● REQUIRED ACTION
Which of the lines below hold "CompositeBlock"? Please return each one.

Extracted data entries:
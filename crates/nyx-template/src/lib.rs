//! A mustache-semantic template engine used for commit/tag/publish message
//! templates and asset filename patterns. Variables resolve by dotted path
//! against a JSON context; sections iterate arrays, guard on truthiness, or
//! (when the section name matches a fixed lambda) transform their own
//! rendered body.

mod error;
mod lambda;
mod parser;
mod render;

use serde_json::Value;

pub use error::TemplateError;
pub use parser::Node;

/// A parsed template, ready to render against any number of contexts.
#[derive(Debug, Clone)]
pub struct Template {
    nodes: Vec<Node>,
}

impl Template {
    pub fn parse(source: &str) -> Result<Self, TemplateError> {
        Ok(Self { nodes: parser::parse(source)? })
    }

    #[must_use]
    pub fn render(&self, context: &Value) -> String {
        render::render(&self.nodes, context)
    }
}

/// Parses and renders `source` against `context` in one step.
pub fn render(source: &str, context: &Value) -> Result<String, TemplateError> {
    Ok(Template::parse(source)?.render(context))
}
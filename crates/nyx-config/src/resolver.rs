//! The layered configuration resolver (spec §4.3).

use std::collections::HashMap;
use std::path::{Path, PathBuf};

use nyx_version::{BumpId, Scheme};
use tracing::debug;

use crate::composite::CompositeBlock;
use crate::convention::CommitMessageConvention;
use crate::document::{load_custom, load_standard_local, load_standard_shared};
use crate::error::ConfigError;
use crate::layer::{AssetConfig, ConfigLayer, ServiceConfig};
use crate::preset;
use crate::release_type::ReleaseType;

/// Index of each layer within [`Resolver::layers`], highest priority first.
#[derive(Debug, Clone, Copy, PartialEq, Eq)]
#[repr(usize)]
enum LayerIndex {
    CommandLine = 0,
    Plugin = 1,
    CustomLocal = 2,
    CustomShared = 3,
    StandardLocal = 4,
    StandardShared = 5,
    Preset = 6,
    Defaults = 7,
}

const LAYER_COUNT: usize = 8;

/// The fully resolved, flattened view over all layers (spec §3).
#[derive(Debug, Clone)]
pub struct Configuration {
    pub bump: Option<BumpId>,
    pub directory: PathBuf,
    pub dry_run: bool,
    pub initial_version: String,
    pub release_prefix: String,
    pub release_lenient: bool,
    pub resume: bool,
    pub scheme: Scheme,
    pub state_file: String,
    pub version: Option<String>,
    pub assets: HashMap<String, AssetConfig>,
    pub commit_message_conventions: CompositeBlock<CommitMessageConvention>,
    pub release_types: CompositeBlock<ReleaseType>,
    pub services: HashMap<String, ServiceConfig>,
}

/// Merges the 8 priority-ordered layers into a [`Configuration`].
pub struct Resolver {
    layers: [ConfigLayer; LAYER_COUNT],
}

impl Resolver {
    /// Builds a resolver from the command-line and programmatic/plugin
    /// layers; the file-backed and preset layers are populated by
    /// [`Resolver::update_configured_layers`].
    #[must_use]
    pub fn new(command_line: ConfigLayer, plugin: ConfigLayer) -> Self {
        let layers = [
            command_line,
            plugin,
            ConfigLayer::default(),
            ConfigLayer::default(),
            ConfigLayer::default(),
            ConfigLayer::default(),
            ConfigLayer::default(),
            ConfigLayer::defaults(),
        ];
        Self { layers }
    }

    /// Re-materializes the custom-local, custom-shared, standard-local,
    /// standard-shared, and preset layers from the (possibly just-changed)
    /// meta-options, and clears nothing else — composite blocks live
    /// entirely inside their owning layer, so replacing a layer already
    /// invalidates any cache derived from it.
    pub fn update_configured_layers(&mut self) -> Result<(), ConfigError> {
        let directory = self.directory();

        let configuration_file = self.configuration_file();
        self.layers[LayerIndex::CustomLocal as usize] =
            load_custom(configuration_file.as_deref())?.unwrap_or_default();

        let shared_configuration_file = self.shared_configuration_file();
        self.layers[LayerIndex::CustomShared as usize] =
            load_custom(shared_configuration_file.as_deref())?.unwrap_or_default();

        self.layers[LayerIndex::StandardLocal as usize] =
            load_standard_local(&directory)?.unwrap_or_default();
        self.layers[LayerIndex::StandardShared as usize] =
            load_standard_shared(&directory)?.unwrap_or_default();

        let preset_name = self.preset();
        self.layers[LayerIndex::Preset as usize] = preset_name
            .as_deref()
            .and_then(preset::resolve_preset)
            .unwrap_or_default();

        Ok(())
    }

    fn get<T: Clone>(&self, accessor: impl Fn(&ConfigLayer) -> Option<T>) -> Option<T> {
        self.layers.iter().find_map(|l| accessor(l))
    }

    fn get_skipping<T: Clone>(
        &self,
        skip: LayerIndex,
        accessor: impl Fn(&ConfigLayer) -> Option<T>,
    ) -> Option<T> {
        self.layers
            .iter()
            .enumerate()
            .filter(|(i, _)| *i != skip as usize)
            .find_map(|(_, l)| accessor(l))
    }

    /// `configurationFile` is resolved skipping the custom-local layer
    /// (spec §4.3: self-reference is forbidden).
    #[must_use]
    pub fn configuration_file(&self) -> Option<PathBuf> {
        self.resolve_relative(self.get_skipping(LayerIndex::CustomLocal, |l| l.configuration_file.clone()))
    }

    #[must_use]
    pub fn shared_configuration_file(&self) -> Option<PathBuf> {
        self.resolve_relative(self.get_skipping(LayerIndex::CustomShared, |l| l.shared_configuration_file.clone()))
    }

    #[must_use]
    pub fn preset(&self) -> Option<String> {
        self.get_skipping(LayerIndex::Preset, |l| l.preset.clone())
    }

    #[must_use]
    pub fn directory(&self) -> PathBuf {
        self.get(|l| l.directory.clone()).unwrap_or_else(|| PathBuf::from("."))
    }

    fn resolve_relative(&self, path: Option<PathBuf>) -> Option<PathBuf> {
        path.map(|p| {
            if p.is_relative() { self.directory().join(p) } else { p }
        })
    }

    /// Flattens all layers into a [`Configuration`]. Call
    /// [`Resolver::update_configured_layers`] first if any meta-option may
    /// have changed since construction.
    pub fn resolve(&self) -> Result<Configuration, ConfigError> {
        let bump = self
            .get(|l| l.bump.clone())
            .map(|s| s.parse::<BumpId>().expect("BumpId::from_str is infallible"));

        let commit_message_conventions = self
            .get(|l| l.commit_message_conventions.clone())
            .unwrap_or_default();
        commit_message_conventions.resolve()?;

        let release_types = self.get(|l| l.release_types.clone()).unwrap_or_default();
        release_types.resolve()?;

        Ok(Configuration {
            bump,
            directory: self.directory(),
            dry_run: self.get(|l| l.dry_run).unwrap_or(false),
            initial_version: self.get(|l| l.initial_version.clone()).unwrap_or_else(|| "0.1.0".into()),
            release_prefix: self.get(|l| l.release_prefix.clone()).unwrap_or_default(),
            release_lenient: self.get(|l| l.release_lenient).unwrap_or(false),
            resume: self.get(|l| l.resume).unwrap_or(false),
            scheme: self.get(|l| l.scheme).unwrap_or(Scheme::SemVer),
            state_file: self.get(|l| l.state_file.clone()).unwrap_or_else(|| ".nyx-state.json".into()),
            version: self.get(|l| l.version.clone()),
            assets: self.get(|l| l.assets.clone()).unwrap_or_default(),
            commit_message_conventions,
            release_types,
            services: self.get(|l| l.services.clone()).unwrap_or_default(),
        })
    }

    /// Overwrites the command-line layer; callers mutating meta-options
    /// through this must re-run [`update_configured_layers`] afterward
    /// (spec §4.3).
    pub fn set_command_line(&mut self, layer: ConfigLayer) {
        debug!("replacing command-line configuration layer");
        self.layers[LayerIndex::CommandLine as usize] = layer;
    }
}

● COMPLETED EXERCISE
use crate::composite::CompositeBlock;
    pub commit_message_conventions: CompositeBlock<CommitMessageConvention>,
    pub release_types: CompositeBlock<ReleaseType>,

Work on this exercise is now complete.